**Problem description**: Locate the lines of the listing below that hold "Preserve", then copy each of them.

● ● ● ● ● ● ●

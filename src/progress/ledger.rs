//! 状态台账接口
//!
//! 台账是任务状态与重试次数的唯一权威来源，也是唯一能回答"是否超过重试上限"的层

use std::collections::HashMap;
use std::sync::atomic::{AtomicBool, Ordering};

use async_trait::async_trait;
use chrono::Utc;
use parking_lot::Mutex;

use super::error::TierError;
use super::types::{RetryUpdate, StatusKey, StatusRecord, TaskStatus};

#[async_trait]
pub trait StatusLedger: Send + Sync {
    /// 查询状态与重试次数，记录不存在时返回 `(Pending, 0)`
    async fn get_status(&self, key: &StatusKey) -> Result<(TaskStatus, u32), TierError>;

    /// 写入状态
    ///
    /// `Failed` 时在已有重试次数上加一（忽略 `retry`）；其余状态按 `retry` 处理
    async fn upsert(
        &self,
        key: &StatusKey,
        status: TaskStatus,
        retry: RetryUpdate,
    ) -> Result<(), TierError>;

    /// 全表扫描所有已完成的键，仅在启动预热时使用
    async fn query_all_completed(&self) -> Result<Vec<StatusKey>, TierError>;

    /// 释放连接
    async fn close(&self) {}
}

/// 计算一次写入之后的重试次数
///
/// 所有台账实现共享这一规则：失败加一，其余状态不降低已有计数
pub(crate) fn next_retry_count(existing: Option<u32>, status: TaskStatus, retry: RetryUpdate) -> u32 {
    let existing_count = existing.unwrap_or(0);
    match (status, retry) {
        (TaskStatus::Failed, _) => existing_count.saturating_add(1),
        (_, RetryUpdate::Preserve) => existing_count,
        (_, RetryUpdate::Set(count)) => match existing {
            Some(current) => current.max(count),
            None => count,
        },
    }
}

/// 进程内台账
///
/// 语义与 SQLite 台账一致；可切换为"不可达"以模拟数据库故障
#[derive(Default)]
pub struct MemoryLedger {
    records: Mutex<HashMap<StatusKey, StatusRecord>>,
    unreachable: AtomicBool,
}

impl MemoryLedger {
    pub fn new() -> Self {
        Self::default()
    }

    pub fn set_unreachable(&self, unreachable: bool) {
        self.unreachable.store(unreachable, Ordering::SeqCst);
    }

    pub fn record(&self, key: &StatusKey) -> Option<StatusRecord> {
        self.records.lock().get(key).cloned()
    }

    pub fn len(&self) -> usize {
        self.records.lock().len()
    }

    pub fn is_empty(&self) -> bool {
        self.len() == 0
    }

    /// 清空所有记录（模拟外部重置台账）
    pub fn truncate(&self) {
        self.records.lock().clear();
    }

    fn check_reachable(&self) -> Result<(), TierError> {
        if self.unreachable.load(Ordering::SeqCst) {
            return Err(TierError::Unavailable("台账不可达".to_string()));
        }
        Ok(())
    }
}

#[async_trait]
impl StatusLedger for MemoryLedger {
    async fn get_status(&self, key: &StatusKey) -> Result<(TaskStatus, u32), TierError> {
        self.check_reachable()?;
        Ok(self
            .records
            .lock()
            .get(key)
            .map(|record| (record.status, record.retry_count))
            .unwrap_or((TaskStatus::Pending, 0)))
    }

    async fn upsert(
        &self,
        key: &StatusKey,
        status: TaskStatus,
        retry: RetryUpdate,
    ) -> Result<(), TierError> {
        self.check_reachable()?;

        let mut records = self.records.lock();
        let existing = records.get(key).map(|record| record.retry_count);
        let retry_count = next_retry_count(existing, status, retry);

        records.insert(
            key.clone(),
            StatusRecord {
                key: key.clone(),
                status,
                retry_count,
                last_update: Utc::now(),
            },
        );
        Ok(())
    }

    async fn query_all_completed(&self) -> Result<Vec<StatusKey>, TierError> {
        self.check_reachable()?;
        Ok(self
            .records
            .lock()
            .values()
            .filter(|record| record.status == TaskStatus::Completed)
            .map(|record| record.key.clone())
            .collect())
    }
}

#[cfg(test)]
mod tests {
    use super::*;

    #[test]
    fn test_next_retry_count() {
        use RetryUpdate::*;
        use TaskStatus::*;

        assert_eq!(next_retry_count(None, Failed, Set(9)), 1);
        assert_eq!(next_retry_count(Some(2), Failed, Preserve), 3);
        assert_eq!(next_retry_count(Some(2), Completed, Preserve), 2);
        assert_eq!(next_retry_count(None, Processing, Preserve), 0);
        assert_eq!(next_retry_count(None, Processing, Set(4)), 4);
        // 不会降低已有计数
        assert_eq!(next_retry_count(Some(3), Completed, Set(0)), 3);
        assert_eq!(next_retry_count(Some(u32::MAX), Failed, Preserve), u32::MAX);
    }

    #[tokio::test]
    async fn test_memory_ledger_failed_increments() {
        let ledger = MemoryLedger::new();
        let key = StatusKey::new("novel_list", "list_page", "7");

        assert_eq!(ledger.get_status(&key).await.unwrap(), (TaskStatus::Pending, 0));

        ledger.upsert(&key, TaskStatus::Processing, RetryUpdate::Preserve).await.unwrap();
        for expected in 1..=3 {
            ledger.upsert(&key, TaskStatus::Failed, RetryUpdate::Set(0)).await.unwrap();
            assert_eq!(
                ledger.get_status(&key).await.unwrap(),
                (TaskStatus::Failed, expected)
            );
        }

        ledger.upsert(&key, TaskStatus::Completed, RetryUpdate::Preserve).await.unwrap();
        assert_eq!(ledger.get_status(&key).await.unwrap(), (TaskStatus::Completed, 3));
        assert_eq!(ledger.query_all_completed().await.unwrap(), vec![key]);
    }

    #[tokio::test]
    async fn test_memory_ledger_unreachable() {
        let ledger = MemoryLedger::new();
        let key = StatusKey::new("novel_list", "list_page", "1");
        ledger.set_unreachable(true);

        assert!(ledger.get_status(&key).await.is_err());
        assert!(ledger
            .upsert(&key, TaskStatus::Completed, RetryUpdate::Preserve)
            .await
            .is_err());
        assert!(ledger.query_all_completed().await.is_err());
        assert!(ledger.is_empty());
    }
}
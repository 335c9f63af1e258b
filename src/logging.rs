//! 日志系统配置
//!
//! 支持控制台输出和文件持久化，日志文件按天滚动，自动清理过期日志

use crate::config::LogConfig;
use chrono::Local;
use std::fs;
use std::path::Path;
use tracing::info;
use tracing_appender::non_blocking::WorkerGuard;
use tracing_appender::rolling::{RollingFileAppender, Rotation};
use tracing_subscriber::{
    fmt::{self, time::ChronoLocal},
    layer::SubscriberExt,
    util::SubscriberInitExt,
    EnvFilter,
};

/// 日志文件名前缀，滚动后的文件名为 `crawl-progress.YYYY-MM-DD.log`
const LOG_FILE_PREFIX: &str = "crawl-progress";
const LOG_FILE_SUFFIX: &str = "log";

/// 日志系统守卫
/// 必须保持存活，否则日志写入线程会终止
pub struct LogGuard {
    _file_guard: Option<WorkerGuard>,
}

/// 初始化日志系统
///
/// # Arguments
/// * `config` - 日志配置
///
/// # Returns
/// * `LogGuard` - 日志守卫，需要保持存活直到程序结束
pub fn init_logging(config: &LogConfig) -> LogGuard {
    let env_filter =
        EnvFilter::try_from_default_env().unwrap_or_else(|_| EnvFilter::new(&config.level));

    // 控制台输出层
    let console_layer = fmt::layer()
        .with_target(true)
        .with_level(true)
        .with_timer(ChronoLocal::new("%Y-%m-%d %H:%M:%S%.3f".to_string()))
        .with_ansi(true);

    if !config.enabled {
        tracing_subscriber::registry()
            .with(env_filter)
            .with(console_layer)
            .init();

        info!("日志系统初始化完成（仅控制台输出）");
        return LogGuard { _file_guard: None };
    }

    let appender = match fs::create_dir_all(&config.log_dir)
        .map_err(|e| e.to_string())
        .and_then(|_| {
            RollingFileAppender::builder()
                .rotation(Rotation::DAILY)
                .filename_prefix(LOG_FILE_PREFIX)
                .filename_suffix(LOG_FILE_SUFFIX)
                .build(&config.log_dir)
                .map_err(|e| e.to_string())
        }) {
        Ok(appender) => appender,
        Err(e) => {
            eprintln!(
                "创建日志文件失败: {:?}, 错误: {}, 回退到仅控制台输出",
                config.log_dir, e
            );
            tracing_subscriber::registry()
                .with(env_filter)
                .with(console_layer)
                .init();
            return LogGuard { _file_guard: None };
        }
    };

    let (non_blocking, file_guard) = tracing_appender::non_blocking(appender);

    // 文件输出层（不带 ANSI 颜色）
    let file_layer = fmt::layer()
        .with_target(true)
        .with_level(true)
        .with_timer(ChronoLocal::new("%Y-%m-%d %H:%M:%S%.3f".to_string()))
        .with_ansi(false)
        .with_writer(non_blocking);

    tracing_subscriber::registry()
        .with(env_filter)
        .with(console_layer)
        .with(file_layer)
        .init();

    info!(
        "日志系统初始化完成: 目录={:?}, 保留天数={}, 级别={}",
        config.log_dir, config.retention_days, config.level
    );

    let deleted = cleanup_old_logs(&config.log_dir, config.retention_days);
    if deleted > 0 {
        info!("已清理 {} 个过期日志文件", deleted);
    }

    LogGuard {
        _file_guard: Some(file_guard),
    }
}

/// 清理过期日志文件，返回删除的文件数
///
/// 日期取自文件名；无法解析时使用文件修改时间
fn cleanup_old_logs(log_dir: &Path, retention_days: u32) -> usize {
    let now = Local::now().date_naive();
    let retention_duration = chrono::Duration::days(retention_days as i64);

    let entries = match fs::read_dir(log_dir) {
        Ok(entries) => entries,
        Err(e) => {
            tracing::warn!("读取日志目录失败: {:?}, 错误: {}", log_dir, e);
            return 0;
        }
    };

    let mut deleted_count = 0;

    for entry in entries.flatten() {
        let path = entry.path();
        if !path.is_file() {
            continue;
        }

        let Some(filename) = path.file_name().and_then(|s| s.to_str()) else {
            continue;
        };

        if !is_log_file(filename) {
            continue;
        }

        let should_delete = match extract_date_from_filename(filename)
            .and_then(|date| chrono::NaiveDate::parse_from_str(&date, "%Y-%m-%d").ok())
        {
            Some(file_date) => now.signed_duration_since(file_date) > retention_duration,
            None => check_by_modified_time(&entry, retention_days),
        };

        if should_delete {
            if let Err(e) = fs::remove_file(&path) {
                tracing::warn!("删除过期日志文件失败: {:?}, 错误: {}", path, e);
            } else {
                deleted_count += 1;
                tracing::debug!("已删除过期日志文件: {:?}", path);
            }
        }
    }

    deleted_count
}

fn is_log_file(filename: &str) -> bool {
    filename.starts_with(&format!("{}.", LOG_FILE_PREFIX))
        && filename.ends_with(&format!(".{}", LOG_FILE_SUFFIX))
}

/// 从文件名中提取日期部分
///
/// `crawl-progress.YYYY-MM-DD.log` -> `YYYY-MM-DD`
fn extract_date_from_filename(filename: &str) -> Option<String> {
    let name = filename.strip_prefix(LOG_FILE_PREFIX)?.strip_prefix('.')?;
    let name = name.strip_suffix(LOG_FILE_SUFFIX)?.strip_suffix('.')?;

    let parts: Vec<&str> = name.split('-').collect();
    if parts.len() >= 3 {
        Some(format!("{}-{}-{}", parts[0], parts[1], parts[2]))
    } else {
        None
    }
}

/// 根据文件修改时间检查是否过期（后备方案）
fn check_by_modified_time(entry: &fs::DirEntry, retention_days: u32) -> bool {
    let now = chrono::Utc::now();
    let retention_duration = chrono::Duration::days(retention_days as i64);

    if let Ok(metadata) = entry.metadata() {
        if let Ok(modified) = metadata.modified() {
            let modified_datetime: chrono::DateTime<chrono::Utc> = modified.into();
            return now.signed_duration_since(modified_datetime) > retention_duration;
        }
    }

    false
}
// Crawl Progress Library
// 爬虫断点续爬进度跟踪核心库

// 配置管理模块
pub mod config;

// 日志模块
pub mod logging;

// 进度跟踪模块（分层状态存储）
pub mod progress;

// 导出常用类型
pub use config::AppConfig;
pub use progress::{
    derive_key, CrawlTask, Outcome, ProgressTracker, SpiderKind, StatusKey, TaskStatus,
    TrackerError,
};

● ● ● ● ● ● ●

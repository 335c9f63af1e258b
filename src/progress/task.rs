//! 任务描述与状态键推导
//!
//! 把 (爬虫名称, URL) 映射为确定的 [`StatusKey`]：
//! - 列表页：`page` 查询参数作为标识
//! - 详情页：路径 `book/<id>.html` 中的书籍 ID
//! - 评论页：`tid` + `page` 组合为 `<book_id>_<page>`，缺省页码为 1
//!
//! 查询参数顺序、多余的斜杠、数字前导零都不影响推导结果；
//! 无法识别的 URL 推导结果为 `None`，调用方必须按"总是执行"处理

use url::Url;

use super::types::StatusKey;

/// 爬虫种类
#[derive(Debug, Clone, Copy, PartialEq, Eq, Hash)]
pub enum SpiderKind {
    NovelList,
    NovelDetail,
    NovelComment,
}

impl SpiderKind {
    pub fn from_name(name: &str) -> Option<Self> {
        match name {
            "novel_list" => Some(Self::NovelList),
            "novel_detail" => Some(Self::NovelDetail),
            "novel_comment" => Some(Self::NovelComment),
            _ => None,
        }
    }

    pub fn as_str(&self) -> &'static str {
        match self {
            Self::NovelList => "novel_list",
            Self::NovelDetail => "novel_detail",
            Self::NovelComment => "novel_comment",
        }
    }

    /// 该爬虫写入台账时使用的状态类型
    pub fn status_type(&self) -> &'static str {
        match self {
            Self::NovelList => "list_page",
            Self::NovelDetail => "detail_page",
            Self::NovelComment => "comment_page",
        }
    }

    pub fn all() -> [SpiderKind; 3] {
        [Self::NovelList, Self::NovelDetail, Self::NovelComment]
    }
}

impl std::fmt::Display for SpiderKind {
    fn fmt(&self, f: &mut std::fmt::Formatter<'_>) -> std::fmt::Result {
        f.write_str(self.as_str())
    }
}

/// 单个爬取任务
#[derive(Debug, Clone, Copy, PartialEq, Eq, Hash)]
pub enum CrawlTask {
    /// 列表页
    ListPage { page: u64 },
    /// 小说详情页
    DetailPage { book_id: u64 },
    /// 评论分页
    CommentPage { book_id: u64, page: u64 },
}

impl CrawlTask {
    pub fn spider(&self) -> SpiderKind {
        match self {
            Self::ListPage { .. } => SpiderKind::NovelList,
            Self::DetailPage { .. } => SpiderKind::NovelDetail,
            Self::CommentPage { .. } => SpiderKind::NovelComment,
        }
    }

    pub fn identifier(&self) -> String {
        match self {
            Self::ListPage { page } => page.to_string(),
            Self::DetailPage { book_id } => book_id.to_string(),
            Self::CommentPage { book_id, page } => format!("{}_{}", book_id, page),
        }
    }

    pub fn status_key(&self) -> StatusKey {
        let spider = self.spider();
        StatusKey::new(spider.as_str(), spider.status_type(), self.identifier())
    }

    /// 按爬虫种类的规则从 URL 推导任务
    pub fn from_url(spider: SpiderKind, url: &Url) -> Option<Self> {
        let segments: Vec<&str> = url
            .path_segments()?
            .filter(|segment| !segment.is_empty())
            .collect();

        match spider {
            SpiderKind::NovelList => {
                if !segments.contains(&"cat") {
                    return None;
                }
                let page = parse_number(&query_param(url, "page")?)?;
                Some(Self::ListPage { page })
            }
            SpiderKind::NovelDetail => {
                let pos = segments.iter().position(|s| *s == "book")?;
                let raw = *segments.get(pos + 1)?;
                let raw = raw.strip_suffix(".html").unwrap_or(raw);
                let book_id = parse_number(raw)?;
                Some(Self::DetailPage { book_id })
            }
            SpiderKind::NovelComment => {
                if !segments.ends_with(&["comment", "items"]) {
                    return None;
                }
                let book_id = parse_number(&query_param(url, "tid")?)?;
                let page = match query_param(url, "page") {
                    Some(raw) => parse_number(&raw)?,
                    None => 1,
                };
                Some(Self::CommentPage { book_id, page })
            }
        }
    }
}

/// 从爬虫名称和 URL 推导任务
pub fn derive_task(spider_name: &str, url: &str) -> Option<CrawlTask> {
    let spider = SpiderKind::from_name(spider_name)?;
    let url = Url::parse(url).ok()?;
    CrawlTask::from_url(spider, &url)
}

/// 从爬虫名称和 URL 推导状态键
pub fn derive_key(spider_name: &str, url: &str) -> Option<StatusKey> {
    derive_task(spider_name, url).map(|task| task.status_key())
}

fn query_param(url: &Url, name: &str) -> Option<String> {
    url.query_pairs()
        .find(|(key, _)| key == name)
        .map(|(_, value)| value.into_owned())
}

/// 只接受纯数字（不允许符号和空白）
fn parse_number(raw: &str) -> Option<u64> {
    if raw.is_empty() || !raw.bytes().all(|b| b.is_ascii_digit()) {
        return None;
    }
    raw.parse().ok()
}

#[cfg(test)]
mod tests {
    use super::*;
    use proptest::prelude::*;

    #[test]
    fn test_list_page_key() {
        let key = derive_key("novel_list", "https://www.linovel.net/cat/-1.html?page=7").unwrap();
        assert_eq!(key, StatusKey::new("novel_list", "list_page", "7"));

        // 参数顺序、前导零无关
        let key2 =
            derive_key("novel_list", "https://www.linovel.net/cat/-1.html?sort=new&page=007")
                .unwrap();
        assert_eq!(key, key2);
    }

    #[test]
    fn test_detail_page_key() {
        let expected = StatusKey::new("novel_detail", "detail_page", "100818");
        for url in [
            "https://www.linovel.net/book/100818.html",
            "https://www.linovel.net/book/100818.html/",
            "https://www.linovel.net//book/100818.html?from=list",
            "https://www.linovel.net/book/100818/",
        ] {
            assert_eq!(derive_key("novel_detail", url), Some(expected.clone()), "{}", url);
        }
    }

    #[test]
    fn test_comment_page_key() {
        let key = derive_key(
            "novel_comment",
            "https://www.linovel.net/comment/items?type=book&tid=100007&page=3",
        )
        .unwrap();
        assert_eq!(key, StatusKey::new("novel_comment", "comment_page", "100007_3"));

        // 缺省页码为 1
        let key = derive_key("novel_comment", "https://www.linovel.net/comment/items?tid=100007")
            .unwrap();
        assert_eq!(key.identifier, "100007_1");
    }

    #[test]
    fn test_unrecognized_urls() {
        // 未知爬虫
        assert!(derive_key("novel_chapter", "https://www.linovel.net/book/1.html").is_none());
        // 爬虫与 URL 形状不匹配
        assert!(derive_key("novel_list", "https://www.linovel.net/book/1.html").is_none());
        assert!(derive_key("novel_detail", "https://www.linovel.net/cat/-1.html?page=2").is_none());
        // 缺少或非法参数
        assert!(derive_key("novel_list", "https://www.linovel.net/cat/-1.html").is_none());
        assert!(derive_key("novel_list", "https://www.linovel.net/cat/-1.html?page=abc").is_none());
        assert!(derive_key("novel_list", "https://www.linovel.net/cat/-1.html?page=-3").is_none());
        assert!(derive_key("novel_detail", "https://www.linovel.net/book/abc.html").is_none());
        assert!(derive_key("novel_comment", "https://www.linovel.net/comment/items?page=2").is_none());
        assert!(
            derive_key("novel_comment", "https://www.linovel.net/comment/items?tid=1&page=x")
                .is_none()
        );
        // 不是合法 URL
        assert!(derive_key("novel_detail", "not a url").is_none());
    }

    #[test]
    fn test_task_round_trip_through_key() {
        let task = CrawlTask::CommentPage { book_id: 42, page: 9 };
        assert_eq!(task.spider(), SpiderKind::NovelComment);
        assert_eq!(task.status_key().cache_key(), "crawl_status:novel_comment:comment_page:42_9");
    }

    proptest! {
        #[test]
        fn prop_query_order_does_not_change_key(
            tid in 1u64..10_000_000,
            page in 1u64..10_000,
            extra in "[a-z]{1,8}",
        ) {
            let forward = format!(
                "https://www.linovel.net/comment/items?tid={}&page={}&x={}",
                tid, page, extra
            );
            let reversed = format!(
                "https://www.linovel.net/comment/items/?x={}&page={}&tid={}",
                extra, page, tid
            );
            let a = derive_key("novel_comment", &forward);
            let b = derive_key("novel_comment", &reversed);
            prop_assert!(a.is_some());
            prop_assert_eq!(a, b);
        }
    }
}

● ● ● ● ● ● ●

**Answer to the exercise**:
        (_, RetryUpdate::Preserve) => existing_count,
        assert_eq!(next_retry_count(Some(2), Failed, Preserve), 3);
        assert_eq!(next_retry_count(Some(2), Completed, Preserve), 2);
        assert_eq!(next_retry_count(None, Processing, Preserve), 0);
        assert_eq!(next_retry_count(Some(u32::MAX), Failed, Preserve), u32::MAX);
        ledger.upsert(&key, TaskStatus::Processing, RetryUpdate::Preserve).await.unwrap();
        ledger.upsert(&key, TaskStatus::Completed, RetryUpdate::Preserve).await.unwrap();
            .upsert(&key, TaskStatus::Completed, RetryUpdate::Preserve)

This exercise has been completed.